### Work request
Across the listing below, how many lines contain the string "Panics"? Only the number is needed.

### Input for this task
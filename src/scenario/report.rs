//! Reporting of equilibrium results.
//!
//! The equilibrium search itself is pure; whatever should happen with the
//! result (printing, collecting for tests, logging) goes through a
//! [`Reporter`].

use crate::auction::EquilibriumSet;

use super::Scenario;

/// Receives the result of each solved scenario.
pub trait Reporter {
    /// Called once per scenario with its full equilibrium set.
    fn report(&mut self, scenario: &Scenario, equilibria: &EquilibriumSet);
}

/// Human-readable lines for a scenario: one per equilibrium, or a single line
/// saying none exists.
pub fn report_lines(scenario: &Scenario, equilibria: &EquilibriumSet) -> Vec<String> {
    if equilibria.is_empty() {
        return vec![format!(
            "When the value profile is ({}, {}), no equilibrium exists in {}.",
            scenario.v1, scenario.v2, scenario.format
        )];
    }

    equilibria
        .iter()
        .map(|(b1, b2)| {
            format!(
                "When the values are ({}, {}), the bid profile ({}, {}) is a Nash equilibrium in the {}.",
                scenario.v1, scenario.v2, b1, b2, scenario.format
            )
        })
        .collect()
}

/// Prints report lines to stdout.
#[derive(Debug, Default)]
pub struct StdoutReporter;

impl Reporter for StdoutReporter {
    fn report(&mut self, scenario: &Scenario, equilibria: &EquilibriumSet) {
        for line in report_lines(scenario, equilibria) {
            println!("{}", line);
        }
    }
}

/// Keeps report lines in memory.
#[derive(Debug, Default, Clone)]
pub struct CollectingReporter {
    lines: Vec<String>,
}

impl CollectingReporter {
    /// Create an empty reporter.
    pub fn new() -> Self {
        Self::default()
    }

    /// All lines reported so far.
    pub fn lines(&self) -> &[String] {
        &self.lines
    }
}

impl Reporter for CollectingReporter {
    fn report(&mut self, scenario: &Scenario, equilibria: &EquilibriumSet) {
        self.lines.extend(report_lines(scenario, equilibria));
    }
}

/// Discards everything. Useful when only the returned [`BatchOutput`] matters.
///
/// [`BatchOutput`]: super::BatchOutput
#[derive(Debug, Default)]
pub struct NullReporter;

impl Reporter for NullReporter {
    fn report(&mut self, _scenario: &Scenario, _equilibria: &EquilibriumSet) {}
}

...

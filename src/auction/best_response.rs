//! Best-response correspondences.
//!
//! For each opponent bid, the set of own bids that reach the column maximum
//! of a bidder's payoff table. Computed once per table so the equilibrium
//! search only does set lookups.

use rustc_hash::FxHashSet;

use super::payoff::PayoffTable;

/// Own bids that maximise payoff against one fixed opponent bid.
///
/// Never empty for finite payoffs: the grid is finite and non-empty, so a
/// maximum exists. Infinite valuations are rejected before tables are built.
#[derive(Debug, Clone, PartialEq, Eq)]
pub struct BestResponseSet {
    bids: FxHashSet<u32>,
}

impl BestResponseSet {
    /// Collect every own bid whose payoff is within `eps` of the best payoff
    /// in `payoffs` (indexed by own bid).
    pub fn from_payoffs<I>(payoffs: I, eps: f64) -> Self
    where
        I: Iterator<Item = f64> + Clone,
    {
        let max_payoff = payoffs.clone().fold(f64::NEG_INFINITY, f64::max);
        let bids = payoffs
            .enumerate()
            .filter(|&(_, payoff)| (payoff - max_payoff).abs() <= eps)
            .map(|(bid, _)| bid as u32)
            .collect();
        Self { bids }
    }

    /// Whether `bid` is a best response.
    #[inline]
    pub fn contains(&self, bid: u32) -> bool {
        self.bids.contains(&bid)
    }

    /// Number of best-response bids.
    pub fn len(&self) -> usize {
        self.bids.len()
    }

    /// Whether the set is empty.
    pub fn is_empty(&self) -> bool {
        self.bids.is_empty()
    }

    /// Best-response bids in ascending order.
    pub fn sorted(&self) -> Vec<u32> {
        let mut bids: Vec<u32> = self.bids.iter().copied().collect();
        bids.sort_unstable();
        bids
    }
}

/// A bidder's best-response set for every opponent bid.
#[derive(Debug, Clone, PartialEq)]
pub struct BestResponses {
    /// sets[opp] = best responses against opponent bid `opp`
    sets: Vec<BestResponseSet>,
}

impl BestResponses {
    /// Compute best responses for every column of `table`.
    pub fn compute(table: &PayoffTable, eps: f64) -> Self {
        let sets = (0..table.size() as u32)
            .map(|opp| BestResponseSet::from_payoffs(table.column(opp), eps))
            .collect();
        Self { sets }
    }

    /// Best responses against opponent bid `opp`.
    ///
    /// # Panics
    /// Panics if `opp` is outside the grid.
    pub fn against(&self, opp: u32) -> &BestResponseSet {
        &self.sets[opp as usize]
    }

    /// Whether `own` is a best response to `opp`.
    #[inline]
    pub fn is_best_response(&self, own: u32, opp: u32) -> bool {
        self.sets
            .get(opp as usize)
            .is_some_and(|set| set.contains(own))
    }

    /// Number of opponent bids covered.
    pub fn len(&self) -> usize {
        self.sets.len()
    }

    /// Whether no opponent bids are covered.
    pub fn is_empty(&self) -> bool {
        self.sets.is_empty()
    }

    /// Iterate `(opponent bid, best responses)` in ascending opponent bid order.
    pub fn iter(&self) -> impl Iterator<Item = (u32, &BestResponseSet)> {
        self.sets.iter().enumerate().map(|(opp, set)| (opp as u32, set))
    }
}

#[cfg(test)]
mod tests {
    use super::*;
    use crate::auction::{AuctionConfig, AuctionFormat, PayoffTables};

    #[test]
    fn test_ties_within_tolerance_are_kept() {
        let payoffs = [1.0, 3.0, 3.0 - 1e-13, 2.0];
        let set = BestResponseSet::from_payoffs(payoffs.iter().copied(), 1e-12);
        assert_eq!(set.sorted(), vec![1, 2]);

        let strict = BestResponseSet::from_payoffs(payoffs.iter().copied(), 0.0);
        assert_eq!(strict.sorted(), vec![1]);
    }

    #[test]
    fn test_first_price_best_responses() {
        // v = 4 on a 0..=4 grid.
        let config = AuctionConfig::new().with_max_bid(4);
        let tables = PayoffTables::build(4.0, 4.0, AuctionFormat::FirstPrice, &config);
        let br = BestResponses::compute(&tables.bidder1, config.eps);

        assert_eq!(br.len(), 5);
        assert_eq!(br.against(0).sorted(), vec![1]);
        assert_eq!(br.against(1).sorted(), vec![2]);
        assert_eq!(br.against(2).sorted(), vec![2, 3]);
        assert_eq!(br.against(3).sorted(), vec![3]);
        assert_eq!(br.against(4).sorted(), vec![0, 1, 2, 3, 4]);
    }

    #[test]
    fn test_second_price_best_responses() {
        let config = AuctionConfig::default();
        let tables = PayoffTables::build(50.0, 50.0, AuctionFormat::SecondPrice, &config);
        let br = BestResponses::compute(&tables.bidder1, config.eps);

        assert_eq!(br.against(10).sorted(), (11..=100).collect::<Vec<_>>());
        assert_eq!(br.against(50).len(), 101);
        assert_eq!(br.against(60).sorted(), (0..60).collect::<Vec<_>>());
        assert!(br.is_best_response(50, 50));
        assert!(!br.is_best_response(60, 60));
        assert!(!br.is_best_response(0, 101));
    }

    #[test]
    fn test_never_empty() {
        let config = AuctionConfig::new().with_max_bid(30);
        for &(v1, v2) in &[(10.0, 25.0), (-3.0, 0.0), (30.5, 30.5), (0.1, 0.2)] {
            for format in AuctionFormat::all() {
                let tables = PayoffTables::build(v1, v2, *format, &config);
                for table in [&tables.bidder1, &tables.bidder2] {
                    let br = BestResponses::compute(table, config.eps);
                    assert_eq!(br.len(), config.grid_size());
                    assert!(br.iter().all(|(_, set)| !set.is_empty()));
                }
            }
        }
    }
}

### Completed exercise
2